Awesome playing and tones! 🤘
Tele was the first guitar that I bought for this very reason. So many greats played it
Great player, hits hard and clear
I just bought the amp he’s using in this because of this demonstration. I already had the Telecaster lol.
What was it???
@ Marshall DSL1. He put it in the description.
Absolutely fantastic!
Brilliant playing, mate!!! As much as I love my Strats, I've been playing a lot of Tele. I made a "Barncaster" - took a Squier, burned the body, roasted the neck and gutted it with new pickups and wires/pots, but I also threw in a humbucker in the middle, like a Nashville Tele, but the 3 way is neck, hum, and bridge (all separate).....it's a Tele on steroids!!!!
I’ve never seen someone actually pull off using the tone knob for a wah pedal. That was great.

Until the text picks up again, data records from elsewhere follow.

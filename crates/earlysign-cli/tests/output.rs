use std::path::PathBuf;

use clap::Parser;
use earlysign_cli::cli::Cli;
use earlysign_cli::commands::{render_config_init, render_config_show};
use earlysign_cli::config::{ConfigSource, EarlysignConfig, LoadedConfig};

fn loaded(source: ConfigSource) -> LoadedConfig {
    LoadedConfig {
        config: EarlysignConfig::new(),
        path: PathBuf::from("/home/user/.config/earlysign/config.json"),
        source,
    }
}

#[test]
fn config_show_json_is_a_single_document() {
    let cli = Cli::parse_from([
        "earlysign",
        "--json",
        "--data-dir",
        "/srv/results",
        "config",
        "show",
    ]);
    let text = render_config_show(&loaded(ConfigSource::Defaults), &cli).unwrap();

    let json: serde_json::Value = serde_json::from_str(&text).unwrap();
    assert_eq!(json["path"], "/home/user/.config/earlysign/config.json");
    assert_eq!(json["source"], "defaults");
    assert_eq!(json["data_dir"], "/srv/results");
    assert_eq!(json["config"]["questionnaire"], "toddler_social");
    assert_eq!(json["config"]["config_version"], 1);
}

#[test]
fn config_show_text_reports_data_dir_override() {
    let cli = Cli::parse_from(["earlysign", "--data-dir", "/srv/results", "config", "show"]);
    let text = render_config_show(&loaded(ConfigSource::File), &cli).unwrap();

    assert!(text.starts_with("config: /home/user/.config/earlysign/config.json (on disk)\n"));
    assert!(text.contains("data dir: /srv/results\n"));
    assert!(text.contains("questionnaire: toddler_social\n"));
}

#[test]
fn config_init_json_is_parseable() {
    let path = PathBuf::from("/tmp/earlysign/config.json");
    let json: serde_json::Value =
        serde_json::from_str(&render_config_init(&path, true).unwrap()).unwrap();
    assert_eq!(json["path"], "/tmp/earlysign/config.json");
    assert_eq!(json["written"], true);

    assert_eq!(
        render_config_init(&path, false).unwrap(),
        "wrote /tmp/earlysign/config.json"
    );
}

So simple and so eye-opening.Good job!
Great ! I also don't use pedals, only the tone and volume controls of the guitar. Greetings from Hamburg Germany
Just got a Tele. Thank you. Your technique is pro level. Fantastic.

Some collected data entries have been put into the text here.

use serde::{Deserialize, Serialize};
use ts_rs::TS;

/// A single prompt in a questionnaire.
///
/// `id` is the 1-based ordinal shown to respondents. Answers are keyed by the
/// 0-based position of the question in its questionnaire, not by `id`.
#[derive(Debug, Clone, PartialEq, Eq, Serialize, Deserialize, TS)]
#[ts(export)]
pub struct Question {
    pub id: u32,
    pub text: String,
    pub category: String,
}

impl Question {
    pub fn new(id: u32, text: impl Into<String>, category: impl Into<String>) -> Self {
        Self {
            id,
            text: text.into(),
            category: category.into(),
        }
    }
}

/// One choice on the frequency scale shared by every question.
#[derive(Debug, Clone, PartialEq, Eq, Serialize, Deserialize, TS)]
#[ts(export)]
pub struct AnswerOption {
    /// Stable identifier stored in answer sets (e.g. "always").
    pub value: String,
    pub label: String,
    pub score: u32,
}

impl AnswerOption {
    pub fn new(value: impl Into<String>, label: impl Into<String>, score: u32) -> Self {
        Self {
            value: value.into(),
            label: label.into(),
            score,
        }
    }
}
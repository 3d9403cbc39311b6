//! HTTP implementation of the upstream client
//!
//! Talks to the composition platform over HTTPS with a bearer
//! credential. A response body that decodes into the expected shape is
//! always treated as a real answer, even on a non-2xx status; anything
//! else (connect error, timeout, undecodable body) is
//! `UpstreamUnavailable`.

use crate::config::UpstreamConfig;
use crate::error::AppError;
use crate::upstream::{PublishOutcome, UpstreamClient, ValidationOutcome};
use async_trait::async_trait;
use serde::de::DeserializeOwned;
use serde::Serialize;
use std::time::Duration;
use tracing::debug;

pub struct HttpUpstreamClient {
    http: reqwest::Client,
    base_url: String,
    token: String,
}

#[derive(Serialize)]
#[serde(rename_all = "camelCase")]
struct ValidateRequest<'a> {
    target: &'a str,
    schema_name: &'a str,
    sdl: &'a str,
}

#[derive(Serialize)]
#[serde(rename_all = "camelCase")]
struct PublishRequest<'a> {
    target: &'a str,
    schema_name: &'a str,
    sdl: &'a str,
    revision: &'a str,
}

impl HttpUpstreamClient {
    pub fn new(config: &UpstreamConfig) -> Result<Self, AppError> {
        let http = reqwest::Client::builder()
            .timeout(Duration::from_secs(config.timeout_secs))
            .build()
            .map_err(|e| AppError::Config(format!("Failed to build upstream HTTP client: {}", e)))?;

        Ok(Self {
            http,
            base_url: config.base_url.trim_end_matches('/').to_string(),
            token: config.token.clone(),
        })
    }

    async fn post_json<B: Serialize, T: DeserializeOwned>(
        &self,
        path: &str,
        body: &B,
    ) -> Result<T, AppError> {
        let url = format!("{}{}", self.base_url, path);

        let response = self
            .http
            .post(&url)
            .bearer_auth(&self.token)
            .json(body)
            .send()
            .await
            .map_err(|e| {
                AppError::UpstreamUnavailable(format!("request to {} failed: {}", path, e))
            })?;

        let status = response.status();
        let bytes = response.bytes().await.map_err(|e| {
            AppError::UpstreamUnavailable(format!("reading {} response failed: {}", path, e))
        })?;

        match serde_json::from_slice::<T>(&bytes) {
            Ok(decoded) => Ok(decoded),
            Err(e) if status.is_success() => Err(AppError::UpstreamUnavailable(format!(
                "unexpected {} response body: {}",
                path, e
            ))),
            Err(_) => Err(AppError::UpstreamUnavailable(format!(
                "upstream returned {} for {}",
                status, path
            ))),
        }
    }
}

#[async_trait]
impl UpstreamClient for HttpUpstreamClient {
    async fn validate(
        &self,
        target_name: &str,
        schema_name: &str,
        sdl: &str,
    ) -> Result<ValidationOutcome, AppError> {
        debug!(target = %target_name, schema = %schema_name, "validating schema upstream");

        self.post_json(
            "/api/composition/validate",
            &ValidateRequest {
                target: target_name,
                schema_name,
                sdl,
            },
        )
        .await
    }

    async fn publish(
        &self,
        target_name: &str,
        schema_name: &str,
        sdl: &str,
        revision_label: &str,
    ) -> Result<PublishOutcome, AppError> {
        debug!(
            target = %target_name,
            schema = %schema_name,
            revision = %revision_label,
            "publishing schema upstream"
        );

        self.post_json(
            "/api/composition/publish",
            &PublishRequest {
                target: target_name,
                schema_name,
                sdl,
                revision: revision_label,
            },
        )
        .await
    }
}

This is why, in 2017, after deciding a year prior that my imminent retirement merited my first decent electric guitar, researching and deciding a Tele was for me, and after finding out a modestly second-hand commemorative one from my birth year would cost tens of thousands in any currency, I bought a Fender Standard Maple Neck Brown Sunburst MIM Telecaster.
Just with the basic Tele with ungraduated Tone & Vol. reduced to say, 10 different levels, plus the 3-way pickup switch, we have 10 x 10 x 3 = 300 different settings.
And that doesn't count: -
Pick or not
Pick characteristics
Pick location, angle, velocity, attack, stroke angle, and more.
Great video. Lots of good for thought on all the tones you can get out of a tele.
Your tele sound so good, especially the neck pick, I hear it more clarity like strat neck
Thanks a lot!
@@glenparish7056 which tele and pickup do you use . Thanks
@@robertph1787 59 custom shop those pickups are hand wound by one of feders pickup winders in the fifties they got her out of retirement for a limited run
@@glenparish7056 that's great. Sound neck pickup is very suitable to me
Really good demo. I have changed my mind back to a tele.
This is awesome, thank you. I would really love to know the names of the songs he plays, could anyone do a list of them?
great job brother!
Quick and to the point great video subscribed.
Great information and perfect presentation. Glad I clicked this vid!!